Over the past few months activists opposed to the Dakota Access pipeline have ramped up pressure on the pipeline company’s financiers, and now the city of Seattle is showing what kind of weight a large municipality can add as it looks at taking $3 billion in city business away from Wells Fargo.
Wells Fargo is one of 38 banks offering financial support to the pipeline and its parent companies, according to research by Food & Water Watch, but it’s one of only 17 banks that have directly financed the pipeline construction by Dakota Access LLC. And one of only seven banks financing all of them with significant lines of credit offered to parent companies Energy Transfer Partners, Energy Transfer Equity, and Sunoco Logistics.
Seattle City Council member Kshama Sawant introduced legislation that would end the city’s contract with Wells Fargo, which handles $3 billion worth of city government business, including employee payroll. It was unanimously approved to go to a full vote in January. Wells Fargo’s contract with the city has another year to go, meaning no big changes right away, but the legislation could have broader implications as it proposes rules to ensure that the city does business with socially responsible businesses. In remarks introducing the bill December 12, Sawant said the city “can make a strong commitment to environmental, economic, and racial justice” by moving its business to an institution with a reliable social justice record.
“What we’re trying to accomplish is to establish a guide for the city of Seattle, a guide for socially responsible banking practices,” said Seattle activist and Standing Rock Sioux tribe member Matt Remle, a major backer of the proposal.
The action comes at a critical time for the Standing Rock tribe protesting the pipeline. The water protectors say the oil pipeline crossing the Missouri River endangers their water supply and violates sacred grounds. After months of standoffs and confrontations between water protectors and militarized police, the Army Corps of Engineers recently chose not to approve the current path of the pipeline. But many fear that a Trump administration will overturn that and the pipeline will be completed as currently routed.
Wells Fargo’s loans and investments in the project reach nearly half a billion dollars, according to the Food & Water Watch report. And while numerous banks have large investments in the pipeline, including Citibank, Wells Fargo is a strategic target not just because of its relationship with the city. Recent scandals have made it vulnerable to pressure.
The Seattle City Council bill cites how the company “directed employees to fraudulently create more than 2,000,000 unauthorized bank and credit accounts during the past five years, negatively affecting the credit ratings of millions of customers,” and terminated 5,300 “of the corporation’s lowest-paid workers” without firing a single senior executive. As a result of that scandal, Seattle City Light in October ended its $100 million bond financing relationship with the bank.

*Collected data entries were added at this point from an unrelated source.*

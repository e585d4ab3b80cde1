//! # Reporting Module / 报告模块
//!
//! This module renders the inspector in multiple formats: colorful console
//! output, a styled HTML dashboard and plain JSON, all with
//! internationalization support where text is involved.
//!
//! 此模块以多种格式渲染检查器：彩色控制台输出、样式化的 HTML 仪表盘以及纯 JSON，
//! 涉及文本之处均支持国际化。

pub mod console;
pub mod html;
pub mod json;

// Re-export common reporting functions
pub use console::{print_detail, print_method_options, print_results, print_summary};
pub use html::generate_html_report;
pub use json::export_json;
//! # Data Models Module / 数据模型模块
//!
//! This module defines the record type inspected by the tool: one logged outcome
//! of exercising an API endpoint, together with its lifecycle status and the
//! HTTP method that was used.
//!
//! 此模块定义了工具所检查的记录类型：一次调用 API 端点的执行结果，
//! 以及其生命周期状态和所使用的 HTTP 方法。

use anyhow::{Result, bail};
use chrono::{DateTime, Utc};
use serde::{Deserialize, Serialize};
use serde_json::{Map, Value};
use std::collections::HashSet;
use std::fmt;
use std::str::FromStr;

use crate::infra::t;

/// A JSON object carried as a request or response body.
/// 作为请求体或响应体携带的 JSON 对象。
pub type Payload = Map<String, Value>;

/// Lifecycle state of a single record.
/// 单条记录的生命周期状态。
#[derive(Debug, Clone, Copy, PartialEq, Eq, PartialOrd, Ord, Hash, Serialize, Deserialize)]
#[serde(rename_all = "lowercase")]
pub enum Status {
    /// The endpoint answered as expected. / 端点按预期响应。
    Passed,
    /// The endpoint answered, but not as expected. / 端点有响应，但不符合预期。
    Failed,
    /// The execution has not produced a response yet. / 执行尚未产生响应。
    Pending,
}

impl Status {
    pub const ALL: [Status; 3] = [Status::Passed, Status::Failed, Status::Pending];

    pub fn as_str(&self) -> &'static str {
        match self {
            Status::Passed => "passed",
            Status::Failed => "failed",
            Status::Pending => "pending",
        }
    }

    /// Localized label for display.
    /// 用于显示的本地化标签。
    pub fn label(&self, locale: &str) -> String {
        match self {
            Status::Passed => t!("status.passed", locale = locale).to_string(),
            Status::Failed => t!("status.failed", locale = locale).to_string(),
            Status::Pending => t!("status.pending", locale = locale).to_string(),
        }
    }
}

impl fmt::Display for Status {
    fn fmt(&self, f: &mut fmt::Formatter<'_>) -> fmt::Result {
        f.pad(self.as_str())
    }
}

impl FromStr for Status {
    type Err = anyhow::Error;

    fn from_str(s: &str) -> Result<Self> {
        match s.trim().to_ascii_lowercase().as_str() {
            "passed" => Ok(Status::Passed),
            "failed" => Ok(Status::Failed),
            "pending" => Ok(Status::Pending),
            other => bail!("unknown status '{}', expected one of: passed, failed, pending", other),
        }
    }
}

/// HTTP method of a record. The set is open: anything the recorder reports is kept
/// verbatim and compared exactly.
///
/// 记录的 HTTP 方法。该集合是开放的：记录器报告的任何值都会原样保留并进行精确比较。
#[derive(Debug, Clone, PartialEq, Eq, Hash, Serialize, Deserialize)]
#[serde(transparent)]
pub struct Method(String);

impl Method {
    pub fn new(method: impl Into<String>) -> Self {
        Self(method.into())
    }

    pub fn as_str(&self) -> &str {
        &self.0
    }

    /// A method token is non-empty and contains no whitespace.
    pub fn is_valid(&self) -> bool {
        is_method_token(&self.0)
    }
}

fn is_method_token(token: &str) -> bool {
    !token.is_empty() && !token.chars().any(char::is_whitespace)
}

impl fmt::Display for Method {
    fn fmt(&self, f: &mut fmt::Formatter<'_>) -> fmt::Result {
        f.pad(&self.0)
    }
}

impl FromStr for Method {
    type Err = anyhow::Error;

    fn from_str(s: &str) -> Result<Self> {
        let token = s.trim();
        if !is_method_token(token) {
            bail!("invalid HTTP method '{}'", s);
        }
        Ok(Self(token.to_string()))
    }
}

/// One logged outcome of exercising an endpoint.
///
/// `response_time`, `status_code` and `response_payload` are either all present or
/// all absent, and they are absent exactly when the record is pending.
///
/// 一次调用端点的记录结果。
/// `response_time`、`status_code` 和 `response_payload` 要么同时存在，要么同时缺失，
/// 且仅当记录处于 pending 状态时缺失。
#[derive(Debug, Clone, PartialEq, Serialize, Deserialize)]
#[serde(rename_all = "camelCase")]
pub struct TestResult {
    /// Opaque identifier, unique within a collection / 不透明标识符，在集合内唯一
    pub id: String,
    /// URL path that was exercised / 被调用的 URL 路径
    pub endpoint: String,
    pub method: Method,
    pub status: Status,
    /// Response time in milliseconds / 响应时间（毫秒）
    #[serde(default, skip_serializing_if = "Option::is_none")]
    pub response_time: Option<u64>,
    pub timestamp: DateTime<Utc>,
    #[serde(default, skip_serializing_if = "Option::is_none")]
    pub status_code: Option<u16>,
    #[serde(default)]
    pub request_payload: Payload,
    #[serde(default, skip_serializing_if = "Option::is_none")]
    pub response_payload: Option<Payload>,
}

impl TestResult {
    pub fn is_pending(&self) -> bool {
        self.status == Status::Pending
    }

    /// Checks that the response fields agree with the record's status.
    /// 检查响应字段是否与记录状态一致。
    pub fn validate(&self) -> Result<()> {
        if !self.method.is_valid() {
            bail!("record '{}' has invalid HTTP method '{}'", self.id, self.method);
        }

        let present = [
            self.response_time.is_some(),
            self.status_code.is_some(),
            self.response_payload.is_some(),
        ];

        if self.is_pending() {
            if present.iter().any(|p| *p) {
                bail!(
                    "record '{}' is pending but carries response data",
                    self.id
                );
            }
        } else if !present.iter().all(|p| *p) {
            bail!(
                "record '{}' is {} but is missing response time, status code or response payload",
                self.id,
                self.status
            );
        }
        Ok(())
    }

    /// Gets the CSS class for the record's status.
    pub fn status_class(&self) -> &'static str {
        match self.status {
            Status::Passed => "status-Passed",
            Status::Failed => "status-Failed",
            Status::Pending => "status-Pending",
        }
    }

    /// Gets the status of the record as a localized string for display.
    /// 以本地化字符串形式获取记录的状态以供显示。
    pub fn status_str(&self, locale: &str) -> String {
        self.status.label(locale)
    }

    /// Formats the response time, `N/A` when the record has none.
    pub fn response_time_str(&self) -> String {
        self.response_time
            .map(|ms| format!("{}ms", ms))
            .unwrap_or_else(|| "N/A".to_string())
    }

    pub fn status_code_str(&self) -> String {
        self.status_code
            .map(|code| code.to_string())
            .unwrap_or_else(|| "-".to_string())
    }

    pub fn timestamp_str(&self) -> String {
        self.timestamp.format("%Y-%m-%d %H:%M:%S").to_string()
    }
}

/// Validates every record of a collection and rejects duplicate ids.
/// 校验集合中的每条记录并拒绝重复的 id。
pub fn validate_collection(results: &[TestResult]) -> Result<()> {
    let mut seen = HashSet::with_capacity(results.len());
    for result in results {
        result.validate()?;
        if !seen.insert(result.id.as_str()) {
            bail!("duplicate record id '{}'", result.id);
        }
    }
    Ok(())
}
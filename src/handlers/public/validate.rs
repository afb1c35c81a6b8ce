use axum::extract::State;
use serde::{Deserialize, Serialize};

use crate::db::AppState;
use crate::error::Result;
use crate::extractors::{Json, Path};
use crate::models::DeviceState;

#[derive(Debug, Deserialize)]
pub struct ValidateRequest {
    pub device_id: String,
}

#[derive(Debug, Serialize)]
pub struct ValidateResponse {
    pub authorized: bool,
    #[serde(skip_serializing_if = "Option::is_none")]
    pub expires_at: Option<i64>,
    pub state: DeviceState,
}

/// POST /licenses/{id}/validate - May this device use the license right now?
pub async fn validate_device(
    State(state): State<AppState>,
    Path(license_id): Path<String>,
    Json(req): Json<ValidateRequest>,
) -> Result<Json<ValidateResponse>> {
    let validation = state.service.validate(&license_id, &req.device_id)?;

    // Unknown licenses report the same state as an unknown device
    Ok(Json(ValidateResponse {
        authorized: validation.authorized,
        expires_at: validation.expires_at,
        state: validation.state.unwrap_or(DeviceState::Unknown),
    }))
}
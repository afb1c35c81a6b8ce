mod device;
mod license;
mod plan;

pub use device::*;
pub use license::*;
pub use plan::*;
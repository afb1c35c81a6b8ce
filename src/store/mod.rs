//! Durable license storage.
//!
//! `LicenseStore` is the only place license state lives. The service never
//! holds a license across calls; every change goes through `mutate_devices`,
//! which serializes writers per license id.

mod memory;
mod sqlite;

pub use memory::MemoryLicenseStore;
pub use sqlite::SqliteLicenseStore;

use crate::error::LicenseResult;
use crate::models::License;

/// Callback applied to a license under its lock. Returning an error aborts
/// the mutation without writing anything.
pub type DeviceMutation<'a> = &'a mut dyn FnMut(&mut License) -> LicenseResult<()>;

pub trait LicenseStore: Send + Sync {
    /// Insert a new license.
    ///
    /// Fails with `DuplicateSourceRef` (carrying the bound id) if `source_ref`
    /// already has a license, and with `DuplicateId` if `id` is taken.
    fn create(
        &self,
        id: &str,
        source_ref: &str,
        created_at: i64,
        expires_at: i64,
    ) -> LicenseResult<License>;

    fn get_by_id(&self, id: &str) -> LicenseResult<Option<License>>;

    fn get_by_source_ref(&self, source_ref: &str) -> LicenseResult<Option<License>>;

    /// Atomically read-modify-write the device fields of one license
    /// (`devices`, `active_device`, `legal_accepted_at`).
    ///
    /// Fails with `NotFound` if `id` is unknown. Concurrent calls for the same
    /// id run one after another; calls for different ids do not block each
    /// other beyond what the backend imposes.
    fn mutate_devices(&self, id: &str, f: DeviceMutation<'_>) -> LicenseResult<License>;
}
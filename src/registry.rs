//! Device admission and active-device handoff.
//!
//! A license may be installed on up to `max_devices` devices but used on only
//! one at a time. Whichever device most recently activated is the active one;
//! the previous active device stays a member but loses access immediately.
//! There is no explicit deactivation and no eviction: once the slots are
//! taken, new devices are refused for the life of the license.
//!
//! `admit` works on an in-memory `License` and is always called inside
//! `LicenseStore::mutate_devices`, which provides the per-license lock and
//! persists the result only if admission succeeds.

use crate::error::{LicenseError, LicenseResult};
use crate::models::{License, RegisteredDevice};

/// Default number of devices a license may be installed on.
pub const DEFAULT_MAX_DEVICES: usize = 2;

/// Outcome of a successful admission.
#[derive(Debug, Clone, PartialEq, Eq)]
pub struct Admission {
    /// True when the device took a new slot.
    pub newly_registered: bool,
    /// Previously active device that lost the active slot.
    pub displaced: Option<String>,
}

#[derive(Debug, Clone, Copy)]
pub struct DeviceRegistry {
    max_devices: usize,
}

impl Default for DeviceRegistry {
    fn default() -> Self {
        Self::new(DEFAULT_MAX_DEVICES)
    }
}

impl DeviceRegistry {
    pub fn new(max_devices: usize) -> Self {
        Self { max_devices }
    }

    pub fn max_devices(&self) -> usize {
        self.max_devices
    }

    /// Admit `device_id` to `license` and make it the active device.
    ///
    /// On error the license is left exactly as it was.
    pub fn admit(
        &self,
        license: &mut License,
        device_id: &str,
        now: i64,
    ) -> LicenseResult<Admission> {
        if license.is_expired(now) {
            return Err(LicenseError::Expired);
        }

        let newly_registered = match license.devices.iter_mut().find(|d| d.device_id == device_id) {
            Some(existing) => {
                existing.last_activated_at = now;
                false
            }
            None => {
                if license.devices.len() >= self.max_devices {
                    return Err(LicenseError::DeviceLimitExceeded {
                        limit: self.max_devices,
                    });
                }
                license.devices.push(RegisteredDevice {
                    device_id: device_id.to_string(),
                    registered_at: now,
                    last_activated_at: now,
                });
                true
            }
        };

        let displaced = license
            .active_device
            .replace(device_id.to_string())
            .filter(|previous| previous != device_id);

        Ok(Admission {
            newly_registered,
            displaced,
        })
    }
}
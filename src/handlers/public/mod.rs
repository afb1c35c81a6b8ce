mod activate;
mod license;
mod validate;

pub use activate::*;
pub use license::*;
pub use validate::*;

use axum::{
    Json, Router,
    routing::{get, post},
};
use serde::Serialize;

use crate::db::AppState;

#[derive(Serialize)]
struct HealthResponse {
    status: &'static str,
    version: &'static str,
}

async fn health() -> Json<HealthResponse> {
    Json(HealthResponse {
        status: "ok",
        version: env!("CARGO_PKG_VERSION"),
    })
}

pub fn router() -> Router<AppState> {
    Router::new()
        .route("/health", get(health))
        .route("/licenses/{id}", get(get_license_status))
        .route("/licenses/{id}/activate", post(activate_license))
        // Read-only; unknown licenses answer authorized=false rather than 404
        .route("/licenses/{id}/validate", post(validate_device))
}
use axum::{Extension, extract::State, http::StatusCode};
use serde::{Deserialize, Serialize};

use crate::db::AppState;
use crate::error::{AppError, Result};
use crate::extractors::Json;
use crate::middleware::IssuerContext;
use crate::models::Plan;

#[derive(Debug, Deserialize)]
pub struct IssueLicenseRequest {
    /// Purchase session id (or admin marker); retries with the same value
    /// return the license minted the first time
    pub source_ref: String,
    #[serde(default)]
    pub plan: Option<Plan>,
    /// Explicit duration for admin grants; mutually exclusive with `plan`
    #[serde(default)]
    pub duration_days: Option<i64>,
}

impl IssueLicenseRequest {
    fn days(&self) -> Result<i64> {
        match (self.plan, self.duration_days) {
            (Some(plan), None) => Ok(plan.days()),
            (None, Some(days)) => Ok(days),
            (Some(_), Some(_)) => Err(AppError::BadRequest(
                "Specify either plan or duration_days, not both".into(),
            )),
            (None, None) => Err(AppError::BadRequest(
                "One of plan or duration_days is required".into(),
            )),
        }
    }
}

#[derive(Debug, Serialize)]
pub struct IssueLicenseResponse {
    pub license_id: String,
    pub activation_url: String,
    pub expires_at: i64,
    /// False when `source_ref` was already bound to this license
    pub created: bool,
}

/// POST /issue/licenses - Mint (or fetch) the license for a purchase
pub async fn issue_license(
    State(state): State<AppState>,
    Extension(ctx): Extension<IssuerContext>,
    Json(req): Json<IssueLicenseRequest>,
) -> Result<(StatusCode, Json<IssueLicenseResponse>)> {
    let days = req.days()?;
    let issued = state.service.create_license(&req.source_ref, days)?;

    tracing::debug!(
        license_id = %issued.license.id,
        issuer = %ctx.key_fingerprint,
        created = issued.created,
        "Issue request served"
    );

    let status = if issued.created {
        StatusCode::CREATED
    } else {
        StatusCode::OK
    };

    Ok((
        status,
        Json(IssueLicenseResponse {
            activation_url: state.activation_url(&issued.license.id),
            license_id: issued.license.id,
            expires_at: issued.license.expires_at,
            created: issued.created,
        }),
    ))
}
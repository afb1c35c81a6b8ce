//! Row mapping trait and helpers for reducing boilerplate in queries.

use rusqlite::{Connection, OptionalExtension, Row, ToSql};

use crate::error::LicenseResult;
use crate::models::RegisteredDevice;

/// Trait for constructing a type from a database row.
///
/// Implementing this trait allows using the `query_one` and `query_all`
/// helper functions, reducing repetitive row mapping closures.
pub trait FromRow: Sized {
    fn from_row(row: &Row) -> rusqlite::Result<Self>;
}

/// Query for a single optional result.
pub fn query_one<T: FromRow>(
    conn: &Connection,
    sql: &str,
    params: &[&dyn ToSql],
) -> LicenseResult<Option<T>> {
    conn.query_row(sql, params, T::from_row)
        .optional()
        .map_err(Into::into)
}

/// Query for multiple results.
pub fn query_all<T: FromRow>(
    conn: &Connection,
    sql: &str,
    params: &[&dyn ToSql],
) -> LicenseResult<Vec<T>> {
    let mut stmt = conn.prepare(sql)?;
    let rows = stmt
        .query_map(params, T::from_row)?
        .collect::<std::result::Result<Vec<_>, _>>()?;
    Ok(rows)
}

// ============ SQL SELECT Constants ============

pub const LICENSE_COLS: &str =
    "id, source_ref, created_at, expires_at, active_device, legal_accepted_at";

pub const DEVICE_COLS: &str = "device_id, registered_at, last_activated_at";

// ============ FromRow Implementations ============

/// A `licenses` row without its device list.
pub struct LicenseRow {
    pub id: String,
    pub source_ref: String,
    pub created_at: i64,
    pub expires_at: i64,
    pub active_device: Option<String>,
    pub legal_accepted_at: Option<i64>,
}

impl FromRow for LicenseRow {
    fn from_row(row: &Row) -> rusqlite::Result<Self> {
        Ok(LicenseRow {
            id: row.get(0)?,
            source_ref: row.get(1)?,
            created_at: row.get(2)?,
            expires_at: row.get(3)?,
            active_device: row.get(4)?,
            legal_accepted_at: row.get(5)?,
        })
    }
}

impl FromRow for RegisteredDevice {
    fn from_row(row: &Row) -> rusqlite::Result<Self> {
        Ok(RegisteredDevice {
            device_id: row.get(0)?,
            registered_at: row.get(1)?,
            last_activated_at: row.get(2)?,
        })
    }
}
use serde::{Deserialize, Serialize};
use strum::{AsRefStr, EnumString};

/// Plans sold by the checkout flow.
#[derive(Debug, Clone, Copy, PartialEq, Eq, Serialize, Deserialize, AsRefStr, EnumString)]
pub enum Plan {
    #[serde(rename = "10d")]
    #[strum(serialize = "10d")]
    TenDays,
    #[serde(rename = "28d")]
    #[strum(serialize = "28d")]
    TwentyEightDays,
}

impl Plan {
    pub fn days(&self) -> i64 {
        match self {
            Plan::TenDays => 10,
            Plan::TwentyEightDays => 28,
        }
    }
}
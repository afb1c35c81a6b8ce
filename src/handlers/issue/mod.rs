mod licenses;

pub use licenses::*;

use axum::{Router, middleware, routing::post};

use crate::db::AppState;
use crate::middleware::issuer_auth;

/// Routes for the checkout collaborator and admins. Only mounted when at
/// least one issuer key is configured.
pub fn router(state: AppState) -> Router<AppState> {
    Router::new()
        .route("/issue/licenses", post(issue_license))
        .layer(middleware::from_fn_with_state(state, issuer_auth))
}
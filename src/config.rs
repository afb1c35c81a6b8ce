use std::env;

use crate::registry::DEFAULT_MAX_DEVICES;

#[derive(Debug, Clone)]
pub struct Config {
    pub host: String,
    pub port: u16,
    pub database_path: String,
    pub base_url: String,
    /// Returned to devices after a successful activation
    pub content_url: Option<String>,
    pub max_devices: usize,
    /// Raw issuer keys; hashed into `IssuerKeys` at startup
    pub issuer_api_keys: Vec<String>,
    pub dev_mode: bool,
}

/// Split a comma-separated key list, dropping blanks.
pub fn parse_key_list(raw: &str) -> Vec<String> {
    raw.split(',')
        .map(str::trim)
        .filter(|k| !k.is_empty())
        .map(String::from)
        .collect()
}

impl Config {
    pub fn from_env() -> Self {
        dotenvy::dotenv().ok();

        let dev_mode = env::var("DEVICELOCK_ENV")
            .map(|v| v == "dev" || v == "development")
            .unwrap_or(false);

        let host = env::var("HOST").unwrap_or_else(|_| "127.0.0.1".to_string());
        let port: u16 = env::var("PORT")
            .ok()
            .and_then(|p| p.parse().ok())
            .unwrap_or(3000);

        let base_url = env::var("BASE_URL")
            .unwrap_or_else(|_| format!("http://{}:{}", host, port));

        let max_devices = env::var("MAX_DEVICES")
            .ok()
            .and_then(|v| v.parse().ok())
            .filter(|n| *n > 0)
            .unwrap_or(DEFAULT_MAX_DEVICES);

        Self {
            host,
            port,
            database_path: env::var("DATABASE_PATH")
                .unwrap_or_else(|_| "devicelock.db".to_string()),
            base_url,
            content_url: env::var("CONTENT_URL").ok().filter(|v| !v.trim().is_empty()),
            max_devices,
            issuer_api_keys: env::var("ISSUER_API_KEYS")
                .map(|v| parse_key_list(&v))
                .unwrap_or_default(),
            dev_mode,
        }
    }

    pub fn addr(&self) -> String {
        format!("{}:{}", self.host, self.port)
    }
}
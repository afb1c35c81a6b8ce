use crate::db::{queries, DbPool};
use crate::error::LicenseResult;
use crate::models::License;

use super::{DeviceMutation, LicenseStore};

/// SQLite-backed store. Survives restarts and is safe to share between
/// processes using the same database file.
#[derive(Clone)]
pub struct SqliteLicenseStore {
    pool: DbPool,
}

impl SqliteLicenseStore {
    /// Wrap a pool whose schema has already been initialized with `init_db`.
    pub fn new(pool: DbPool) -> Self {
        Self { pool }
    }

    pub fn pool(&self) -> &DbPool {
        &self.pool
    }
}

impl LicenseStore for SqliteLicenseStore {
    fn create(
        &self,
        id: &str,
        source_ref: &str,
        created_at: i64,
        expires_at: i64,
    ) -> LicenseResult<License> {
        let conn = self.pool.get()?;
        queries::create_license(&conn, id, source_ref, created_at, expires_at)
    }

    fn get_by_id(&self, id: &str) -> LicenseResult<Option<License>> {
        let conn = self.pool.get()?;
        queries::get_license_by_id(&conn, id)
    }

    fn get_by_source_ref(&self, source_ref: &str) -> LicenseResult<Option<License>> {
        let conn = self.pool.get()?;
        queries::get_license_by_source_ref(&conn, source_ref)
    }

    fn mutate_devices(&self, id: &str, f: DeviceMutation<'_>) -> LicenseResult<License> {
        let mut conn = self.pool.get()?;
        let (license, ()) = queries::mutate_devices_atomic(&mut conn, id, |license| f(license))?;
        Ok(license)
    }
}
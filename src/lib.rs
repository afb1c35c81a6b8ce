//! devicelock - time-bounded licenses bound to a small set of devices
//!
//! A license may be installed on at most `MAX_DEVICES` devices and used on
//! exactly one of them at a time. This library holds the license state
//! machine, its SQLite and in-memory stores, and the HTTP gateway in front of it.

pub mod clock;
pub mod config;
pub mod crypto;
pub mod db;
pub mod error;
pub mod extractors;
pub mod handlers;
pub mod id;
pub mod middleware;
pub mod models;
pub mod registry;
pub mod service;
pub mod store;
pub mod util;

use axum::Router;

use crate::db::AppState;

/// Build the full application router for `state`.
///
/// Issue routes are mounted only when issuer keys are configured.
pub fn app(state: AppState) -> Router {
    let mut router = Router::new().merge(handlers::public::router());

    if !state.issuer_keys.is_empty() {
        router = router.merge(handlers::issue::router(state.clone()));
    }

    router.with_state(state)
}
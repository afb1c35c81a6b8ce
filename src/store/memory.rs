use std::collections::HashMap;
use std::sync::{Arc, Mutex, RwLock};

use crate::error::{LicenseError, LicenseResult};
use crate::models::License;

use super::{DeviceMutation, LicenseStore};

#[derive(Default)]
struct Inner {
    by_id: HashMap<String, Arc<Mutex<License>>>,
    by_source_ref: HashMap<String, String>,
}

/// In-process store with one mutex per license.
///
/// Nothing survives a restart; use it for tests and `--ephemeral` dev runs.
#[derive(Clone, Default)]
pub struct MemoryLicenseStore {
    inner: Arc<RwLock<Inner>>,
}

fn poisoned<T>(_: T) -> LicenseError {
    LicenseError::Internal("license store lock poisoned".into())
}

impl MemoryLicenseStore {
    pub fn new() -> Self {
        Self::default()
    }

    pub fn len(&self) -> usize {
        self.inner.read().map(|inner| inner.by_id.len()).unwrap_or(0)
    }

    pub fn is_empty(&self) -> bool {
        self.len() == 0
    }

    fn entry(&self, id: &str) -> LicenseResult<Option<Arc<Mutex<License>>>> {
        let inner = self.inner.read().map_err(poisoned)?;
        Ok(inner.by_id.get(id).cloned())
    }

    fn snapshot(entry: &Mutex<License>) -> LicenseResult<License> {
        Ok(entry.lock().map_err(poisoned)?.clone())
    }
}

impl LicenseStore for MemoryLicenseStore {
    fn create(
        &self,
        id: &str,
        source_ref: &str,
        created_at: i64,
        expires_at: i64,
    ) -> LicenseResult<License> {
        let mut inner = self.inner.write().map_err(poisoned)?;

        if let Some(existing_id) = inner.by_source_ref.get(source_ref) {
            return Err(LicenseError::DuplicateSourceRef {
                existing_id: existing_id.clone(),
            });
        }
        if inner.by_id.contains_key(id) {
            return Err(LicenseError::DuplicateId);
        }

        let license = License {
            id: id.to_string(),
            source_ref: source_ref.to_string(),
            created_at,
            expires_at,
            devices: vec![],
            active_device: None,
            legal_accepted_at: None,
        };
        inner
            .by_source_ref
            .insert(source_ref.to_string(), id.to_string());
        inner
            .by_id
            .insert(id.to_string(), Arc::new(Mutex::new(license.clone())));

        Ok(license)
    }

    fn get_by_id(&self, id: &str) -> LicenseResult<Option<License>> {
        match self.entry(id)? {
            Some(entry) => Self::snapshot(&entry).map(Some),
            None => Ok(None),
        }
    }

    fn get_by_source_ref(&self, source_ref: &str) -> LicenseResult<Option<License>> {
        let id = {
            let inner = self.inner.read().map_err(poisoned)?;
            inner.by_source_ref.get(source_ref).cloned()
        };
        match id {
            Some(id) => self.get_by_id(&id),
            None => Ok(None),
        }
    }

    fn mutate_devices(&self, id: &str, f: DeviceMutation<'_>) -> LicenseResult<License> {
        // Map lock is released before the license lock is taken
        let entry = self.entry(id)?.ok_or(LicenseError::NotFound)?;
        let mut guard = entry.lock().map_err(poisoned)?;

        let mut updated = guard.clone();
        f(&mut updated)?;

        guard.devices = updated.devices;
        guard.active_device = updated.active_device;
        guard.legal_accepted_at = updated.legal_accepted_at;

        Ok(guard.clone())
    }
}
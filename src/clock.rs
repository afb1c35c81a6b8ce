//! Time source for expiry checks.
//!
//! All timestamps are unix seconds, matching what the store persists.

use std::sync::atomic::{AtomicI64, Ordering};

use chrono::Utc;

pub const SECONDS_PER_DAY: i64 = 86400;

pub trait Clock: Send + Sync {
    /// Current time in unix seconds.
    fn now(&self) -> i64;
}

/// Wall-clock time.
#[derive(Debug, Clone, Copy, Default)]
pub struct SystemClock;

impl Clock for SystemClock {
    fn now(&self) -> i64 {
        Utc::now().timestamp()
    }
}

/// A clock that only moves when told to. Used to drive expiry in tests.
#[derive(Debug)]
pub struct ManualClock {
    now: AtomicI64,
}

impl ManualClock {
    pub fn new(start: i64) -> Self {
        Self {
            now: AtomicI64::new(start),
        }
    }

    pub fn set(&self, now: i64) {
        self.now.store(now, Ordering::SeqCst);
    }

    pub fn advance_secs(&self, secs: i64) {
        self.now.fetch_add(secs, Ordering::SeqCst);
    }

    pub fn advance_days(&self, days: i64) {
        self.advance_secs(days * SECONDS_PER_DAY);
    }
}

impl Clock for ManualClock {
    fn now(&self) -> i64 {
        self.now.load(Ordering::SeqCst)
    }
}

Remle said that he has heard little opposition to the bill and is confident it will pass next month. In September, the city council issued a resolution in support of the water protectors. Remle said he hoped Seattle’s new bill would segue into further direct action against the banking giant. Minneapolis, which like Seattle has a sizable Native American population, is considering similar legislation to divest from Wells Fargo.
“My immediate goal after this is to work with some of our local gaming tribes, especially the ones in the Interstate 5 corridor,” Remle said, referring to tribes such as the Tulalip and Puyallup. “Some of those tribes near the major urban centers do pretty well, and I know of a few that are banking with Wells Fargo. I’d like to turn to them next.”
Meanwhile in downtown Seattle, activists organized by the local chapter of 350.org are staging daily demonstrations in support of the measure outside of the bank’s Seattle corporate office until January 5, when a group of deposit holders will one after another close their accounts and voice opposition to the bank’s investment in the pipeline.
“People seem very supportive of our attempts to move the needle on it,” said 350seattle.org organizer Alec Connon. “It’s really clear that banking with Wells Fargo is not aligned with the values of the city of Seattle.”
In a statement in response to Seattle’s proposal, the company said that it is “proud of the support it has diligently and professionally provided the city of Seattle as its operating bank since 1999.” In regard to the pipeline, it acknowledged that it is one of “17 financial institutions involved in the financing” of Dakota Access and that the “loans we have provided represent less than 5 percent of the total.” That does not include the credit lines given to Dakota Access’ parent companies.
Early this month, Wells Fargo reportedly reached out to Standing Rock tribal elders for discussions after a DAPL-related protest took place outside the bank’s Minneapolis corporate office.
Connon noted that while a resolution in support of Standing Rock was adopted by the city, Sawant’s bill was a necessary escalation. “We need to see them pass this ordinance, because we need to see actions and not just words.”